You've got me beat, op. I have a complete works of Shakespeare in two volumes, printed in 1900. The spine of vol. 2 is in pretty bad shape but it's usable. I got it for 50 cents at the Salvation Army store about 25 years ago.




I also have several from the mid 20th century: a Harvard Classics edition of folklore and fables, including Aesop, Grimm, and Anderson, from 1937




C. S. Lewis's "The Screwtape Letters" from 1944




Thomas Mann's "Doctor Faustus" from 1948




H. G. Wells' "The Outline of History" from 1949



Numerical Anxiety
Sep 2, 2011

Hello.
Mine would be a copy of Ernest Hello's Les Plateaux de Balance from 1880.




The binding isn't original, unfortunately, but the pages are in remarkably good shape - the book was produced on notably higher quality paper that most of the other books from the end of the 19th century that are in my library.

Szyznyk
Mar 4, 2008

I have a biography of Kaiser Wilhelm from 1923 that I bought at a university book sale.

secret volcano lair
Oct 23, 2005

more of a YA vibe over here. this seems to be a 1903 (?) printing of the Wizard of Oz




inherited a bunch of these from my grandparents. mostly in terrible shape but they're cool to look at.

Animal-Mother
Feb 14, 2012

RABBIT RABBIT
RABBIT RABBIT


DGP Space Lion
Oct 10, 2012

Welcome to Goa, Singham


The first volumes of Strand Magazine (1891) featuring the first Sherlock Holmes stories





A collection of various volumes of Punch magazine including the first one from 1841



The Odyssey from 1811



Heath
Apr 30, 2008

🍂🎃🏞️💦
I'll be editing some photos in here from my phone but the oldest book I own is from 1875 and is the most insane poo poo I've ever read. It's a treatise on human sexuality with a title longer than I care to type out that explains in exquisite detail every thing you ever wished to know about the relations of the sexes with a heaping dose of phrenologic studies and insane conjecture and generalizations. It also has some amazing illustrations.

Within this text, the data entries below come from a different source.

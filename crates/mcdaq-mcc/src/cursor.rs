//! Scan cursor tracking and wrap detection.
//!
//! The hardware fills its circular buffer at its own pace; the engine
//! only sees periodic snapshots of the write cursor. [`ScanCursor`]
//! turns consecutive snapshots into the range of newly-valid slot
//! positions, splitting the range in two when the cursor wrapped.

use mcdaq_core::{ScanSnapshot, ScanStatus};
use std::ops::Range;

/// Outcome of feeding one status snapshot to the cursor.
#[derive(Debug, Clone, PartialEq, Eq)]
pub enum CursorAdvance {
    /// Nothing new to process this cycle.
    NoChange,
    /// New slots became valid since the previous snapshot.
    Advanced(AdvanceRange),
}

/// Newly-valid slot positions, in processing order.
///
/// When the cursor wrapped, `tail` holds `[last, capacity)` and `head`
/// holds `[0, current)`; the tail must be walked first to preserve
/// sample order. Without a wrap `tail` is `None` and `head` is
/// `[last, current)`.
#[derive(Debug, Clone, PartialEq, Eq)]
pub struct AdvanceRange {
    pub tail: Option<Range<usize>>,
    pub head: Range<usize>,
}

impl AdvanceRange {
    /// Slot indices in consumption order (wrap tail before head).
    pub fn slots(&self) -> impl Iterator<Item = usize> + '_ {
        self.tail.clone().into_iter().flatten().chain(self.head.clone())
    }

    /// Total number of newly-valid slots.
    pub fn len(&self) -> usize {
        self.tail.as_ref().map_or(0, |t| t.len()) + self.head.len()
    }

    pub fn is_empty(&self) -> bool {
        self.len() == 0
    }
}

/// Consumer-side view of the hardware write cursor.
#[derive(Debug)]
pub struct ScanCursor {
    capacity: usize,
    current_index: u32,
    current_count: u32,
    last_index: u32,
    last_sample_count: u32,
    wrap_count: u64,
    status: ScanStatus,
}

impl ScanCursor {
    pub fn new(capacity: usize) -> Self {
        Self {
            capacity,
            current_index: 0,
            current_count: 0,
            last_index: 0,
            last_sample_count: 0,
            wrap_count: 0,
            status: ScanStatus::Idle,
        }
    }

    /// Zero all position state, e.g. at acquisition (re)start.
    pub fn reset(&mut self) {
        self.current_index = 0;
        self.current_count = 0;
        self.last_index = 0;
        self.last_sample_count = 0;
        self.wrap_count = 0;
    }

    /// Last status observed from the hardware.
    pub fn status(&self) -> ScanStatus {
        self.status
    }

    pub fn set_status(&mut self, status: ScanStatus) {
        self.status = status;
    }

    /// Times the write cursor has been observed to wrap since reset.
    pub fn wrap_count(&self) -> u64 {
        self.wrap_count
    }

    /// Total sample count reported by the most recent advance.
    pub fn last_sample_count(&self) -> u32 {
        self.last_sample_count
    }

    /// Fold a fresh status snapshot into the cursor state.
    ///
    /// Returns `NoChange` when the scan is not running, the hardware
    /// has produced nothing yet (count or index still zero), or the
    /// cursor did not move. Otherwise returns the newly-valid slot
    /// range; a backward cursor move means the buffer wrapped, which
    /// increments the wrap count exactly once per detection.
    pub fn advance(&mut self, snapshot: &ScanSnapshot) -> CursorAdvance {
        self.status = snapshot.status;
        if !snapshot.status.is_running() {
            return CursorAdvance::NoChange;
        }
        if snapshot.current_count == 0 || snapshot.current_index == 0 {
            return CursorAdvance::NoChange;
        }

        let current = snapshot.current_index as usize;
        let last = self.last_index as usize;
        debug_assert!(current < self.capacity);

        self.current_index = snapshot.current_index;
        self.current_count = snapshot.current_count;
        if last == current {
            return CursorAdvance::NoChange;
        }

        self.last_index = snapshot.current_index;
        self.last_sample_count = snapshot.current_count;

        if last > current {
            self.wrap_count += 1;
            CursorAdvance::Advanced(AdvanceRange {
                tail: Some(last..self.capacity),
                head: 0..current,
            })
        } else {
            CursorAdvance::Advanced(AdvanceRange {
                tail: None,
                head: last..current,
            })
        }
    }
}

#[cfg(test)]
mod tests {
    use super::*;

    fn running(count: u32, index: u32) -> ScanSnapshot {
        ScanSnapshot {
            status: ScanStatus::Running,
            current_count: count,
            current_index: index,
        }
    }

    #[test]
    fn no_change_before_first_sample() {
        let mut cursor = ScanCursor::new(16);
        assert_eq!(cursor.advance(&running(0, 0)), CursorAdvance::NoChange);
        assert_eq!(cursor.advance(&running(5, 0)), CursorAdvance::NoChange);
        assert_eq!(cursor.advance(&running(0, 5)), CursorAdvance::NoChange);
    }

    #[test]
    fn no_change_when_not_running() {
        let mut cursor = ScanCursor::new(16);
        let snapshot = ScanSnapshot {
            status: ScanStatus::Idle,
            current_count: 8,
            current_index: 8,
        };
        assert_eq!(cursor.advance(&snapshot), CursorAdvance::NoChange);
        assert_eq!(cursor.status(), ScanStatus::Idle);
    }

    #[test]
    fn forward_advance_yields_single_range() {
        let mut cursor = ScanCursor::new(16);
        match cursor.advance(&running(8, 8)) {
            CursorAdvance::Advanced(range) => {
                assert_eq!(range.tail, None);
                assert_eq!(range.head, 0..8);
                assert_eq!(range.slots().collect::<Vec<_>>(), (0..8).collect::<Vec<_>>());
            }
            other => panic!("expected advance, got {:?}", other),
        }
        assert_eq!(cursor.wrap_count(), 0);
    }

    #[test]
    fn stationary_cursor_is_no_change() {
        let mut cursor = ScanCursor::new(16);
        cursor.advance(&running(8, 8));
        assert_eq!(cursor.advance(&running(8, 8)), CursorAdvance::NoChange);
    }

    #[test]
    fn wrap_splits_range_and_counts_once() {
        // Cursor sequence [10, 25, 5, 18] over a capacity-32 buffer:
        // one wrap between the second and third poll.
        let mut cursor = ScanCursor::new(32);
        cursor.advance(&running(10, 10));
        cursor.advance(&running(25, 25));

        match cursor.advance(&running(37, 5)) {
            CursorAdvance::Advanced(range) => {
                assert_eq!(range.tail, Some(25..32));
                assert_eq!(range.head, 0..5);
                let slots: Vec<usize> = range.slots().collect();
                assert_eq!(slots, vec![25, 26, 27, 28, 29, 30, 31, 0, 1, 2, 3, 4]);
                assert_eq!(range.len(), 12);
            }
            other => panic!("expected advance, got {:?}", other),
        }
        assert_eq!(cursor.wrap_count(), 1);

        cursor.advance(&running(50, 18));
        assert_eq!(cursor.wrap_count(), 1);
    }

    #[test]
    fn reset_clears_positions_and_wraps() {
        let mut cursor = ScanCursor::new(16);
        cursor.advance(&running(20, 12));
        cursor.advance(&running(28, 4));
        assert_eq!(cursor.wrap_count(), 1);

        cursor.reset();
        assert_eq!(cursor.wrap_count(), 0);
        match cursor.advance(&running(6, 6)) {
            CursorAdvance::Advanced(range) => assert_eq!(range.head, 0..6),
            other => panic!("expected advance, got {:?}", other),
        }
    }
}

I have always wanted to do a thread on this book and take requests to post parts from it because there is just so much stuff and it's all insane that it's hard to pick any particular thing. The bit of the contents pages that I've posted are like 1/5th of the topics covered in the book. I try not to handle it too much because those early pages are really fragile on account of its age.









Heath fucked around with this message at 22:45 on Apr 15, 2023

Brawnfire
Jul 13, 2004

🎧Listen to Cylindricule!🎵
https://linktr.ee/Cylindricule

Fig. 550. --- BACCHUS (pictured mid Fleshlight session).

Lil Swamp Booger Baby
Aug 1, 1981

First edition of Ulysses that was gifted to me by a friend in Ireland as a congratulatory gift for finishing my Lit degree. It was an absolutely insane gift and I took it out of the case he gave it in like once to look at it in awe and haven't taken it out since because I'm terrified of touching it lmfao.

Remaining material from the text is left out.